No summer floodway use to control Winnipeg river levels: report
Analysis shows riverwalk submerged nearly one-third of summers since it was built
The Red River Floodway should not be used during the summer to control water levels in Winnipeg, according to a report commissioned by the former NDP government and made public after the Progressive Conservatives took power.
A review of provincial flood-control infrastructure operating guidelines, ordered up by the Selinger government in 2013 and completed in 2015, concludes the floodway should not be used to prevent the Assiniboine riverwalk and other riverbank recreational amenities in Winnipeg from being submerged during the summer.
The document, authored by a panel of high-profile consultants, was published with zero fanfare after the Pallister government took power and was made aware of its existence, said a spokesman for Manitoba Infrastructure Minister Blaine Pedersen.
"The core issues respecting summer operation is upstream opposition. In the panel's opinion, the summer use option has unintentionally been positioned as an 'us vs. them,' i.e. winners in Winnipeg with adverse effects/losers upstream.
"The only chance for summer operation of the floodway to become a reality would be to bridge the differences between residents in Winnipeg and residents upstream. People upstream would need to see that their interests are being looked after and that measures are undertaken so they too might benefit from development of our river system. "
- Use Red River Floodway to save Forks' riverwalk, Gerbasi says
- Riverwalk changes possible, would cost 'serious money', architect says
In deference to the review, the Pallister government has no interest in activating the floodway outside of major floods, Pedersen said in a statement.
"Factors noted in the review include the consequences of artificial flooding in areas connected to the floodway and the associated costs of activating the floodway outside of flood events," Pedersen said.
Forks unaware of report
Paul Jordan, chief executive officer at The Forks, which maintains the Assiniboine riverwalk, said he was not aware the study had been completed. He also was not surprised by the conclusion.
"The way the floodway works means we have to back the water up into St. Adolphe to control the water levels here. You know, it's unfair to ask somebody else to take on your problems," Jordan said.
Using the floodway to control Red River levels during the summer would not have prevented the riverwalk from being submerged by high water on the Assiniboine River, Jordan said.
"I think it's a much bigger picture than just one solution. I hear 'Raise the riverwalk,' I hear 'Use the floodway.' I think there has to be more of a collective discussion on just exactly how we're going to tackle this and I think, No. 1, we have to use our rivers differently," he said.
Raising the riverwalk above the current height — 8.5 feet above the normal winter ice level at the James Avenue monitoring station — would place the riverwalk too far away from the river when it does sit at the normal summer level, which is 6.5 feet James, Jordan said.

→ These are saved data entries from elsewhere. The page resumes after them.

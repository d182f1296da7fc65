//! GitHub API errors, classified for retrying.
//!
//! A 404 on a lookup never reaches this type as a failure: the interpreter
//! answers `None` instead, and the resolver decides what a miss means.

use thiserror::Error;

/// Whether retrying can help.
#[derive(Debug, Clone, Copy, PartialEq, Eq)]
pub enum GitHubErrorKind {
    /// 5xx, 429, rate-limited 403s and network failures.
    Transient,
    /// Everything else: auth failures, 404/422 on writes, unexpected responses.
    Permanent,
}

impl GitHubErrorKind {
    pub fn is_retriable(&self) -> bool {
        matches!(self, GitHubErrorKind::Transient)
    }

    /// Classifies a failure from its HTTP status and message.
    fn classify(status: Option<u16>, message: &str) -> Self {
        let message = message.to_lowercase();
        let rate_limited = ["rate limit", "abuse detection"]
            .iter()
            .any(|needle| message.contains(needle));
        let network = ["timed out", "timeout", "connection", "dns"]
            .iter()
            .any(|needle| message.contains(needle));

        match status {
            Some(429) => GitHubErrorKind::Transient,
            Some(403) if rate_limited => GitHubErrorKind::Transient,
            Some(500..=599) => GitHubErrorKind::Transient,
            Some(_) => GitHubErrorKind::Permanent,
            None if network => GitHubErrorKind::Transient,
            None => GitHubErrorKind::Permanent,
        }
    }
}

/// A failed GitHub API call.
#[derive(Debug, Error)]
#[error("GitHub API error{}: {message}", status_code.map(|c| format!(" (HTTP {})", c)).unwrap_or_default())]
pub struct GitHubApiError {
    pub kind: GitHubErrorKind,
    pub status_code: Option<u16>,
    pub message: String,
    #[source]
    pub source: Option<octocrab::Error>,
}

impl GitHubApiError {
    pub fn permanent_without_source(message: impl Into<String>) -> Self {
        Self {
            kind: GitHubErrorKind::Permanent,
            status_code: None,
            message: message.into(),
            source: None,
        }
    }

    pub fn transient_without_source(message: impl Into<String>) -> Self {
        Self {
            kind: GitHubErrorKind::Transient,
            status_code: None,
            message: message.into(),
            source: None,
        }
    }

    /// An interpreter answered an effect with the wrong response variant.
    pub fn unexpected_response(effect: &str, response: &str) -> Self {
        Self::permanent_without_source(format!(
            "unexpected response \"{}\" to effect \"{}\"",
            response, effect
        ))
    }

    pub fn is_not_found(&self) -> bool {
        self.status_code == Some(404)
    }

    pub fn from_octocrab(err: octocrab::Error) -> Self {
        let status_code = match &err {
            octocrab::Error::GitHub { source, .. } => Some(source.status_code.as_u16()),
            _ => None,
        };
        let message = match &err {
            octocrab::Error::GitHub { source, .. } => source.message.clone(),
            other => other.to_string(),
        };

        Self {
            kind: GitHubErrorKind::classify(status_code, &message),
            status_code,
            message,
            source: Some(err),
        }
    }
}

According to a CBC analysis of Environment Canada river-level data, The Forks had a good reason to place the riverwalk at 8.5 James.
But from 1989 to 2016, the riverwalk was submerged 29.3 per cent of the time in June, July and August. In 2011, it was underwater every day during the three summer months.
"I'm not surprised at all. As a matter of fact, I thought they might have been a little more extreme," he said.
Jordan said Winnipeg is missing out on economic development, recreation and tourism opportunities as a result.
"There are cities that would die for having rivers go through them," he said. "We need to start thinking of our rivers in the way we probably thought about using them 100 years ago, that they were a place of connection and a place of recreation."
Academics, however, say increased drainage likely exacerbates early spring flooding more than it causes summer floods.
Climate change likely is not the cause, either, said Danny Blair, a University of Winnipeg climatologist and a science director at the Prairie Climate Centre.
"I think there is some truth to the fact there are some cycles in the precipitation regime. Most people have the perception there are wet periods and dry periods and there is some truth to that," he said, adding climate-change models predict wetter springs but drier summers on the Prairies.